A third reason is that frequently, or so it seems to me, a proof by contradiction is really a proof by contrapositive, where you assume $\neg q$ and derive $\neg p$. This feels like a proof by contradiction except that you never make use of the hypothesis $p$ except at the very end, and pretending that these are proofs by contradiction will make you blind to the fact that any intermediate implications you prove in a proof by contrapositive are still valid.


In my opinion the proof by contradiction is a bad habit, when there is a direct proof. I always have the feeling that proofs by contradiction aren't so elegant, as it is necessary to read them several times, to see how someone got the idea that the contradiction will work.

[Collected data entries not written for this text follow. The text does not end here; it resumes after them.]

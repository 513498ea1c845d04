/// Initializes env_logger. Verbose runs log every created path, otherwise
/// only warnings (ignored features, template fallbacks) are shown.
pub fn init_logger(verbose: bool) {
    env_logger::Builder::new()
        .filter_level(if verbose {
            log::LevelFilter::Debug
        } else {
            log::LevelFilter::Warn
        })
        .init();
}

A good proof does not only prove something but gives a way. In a direct proof you always know where you are, at a proof by contradiction there is at the end the contradiction which is more or less easy to see.


Let me quickly summarize what you can find in some of the other answers, then I will throw my two cents on top of that:

  • Proof is a proof, as long as it is sound. Maybe something cannot be proved by contradiction but otherwise it is just as good as direct proof.
  • Somehow many feel that Reducio Ad Absurdum is less elegant, or less intuitive.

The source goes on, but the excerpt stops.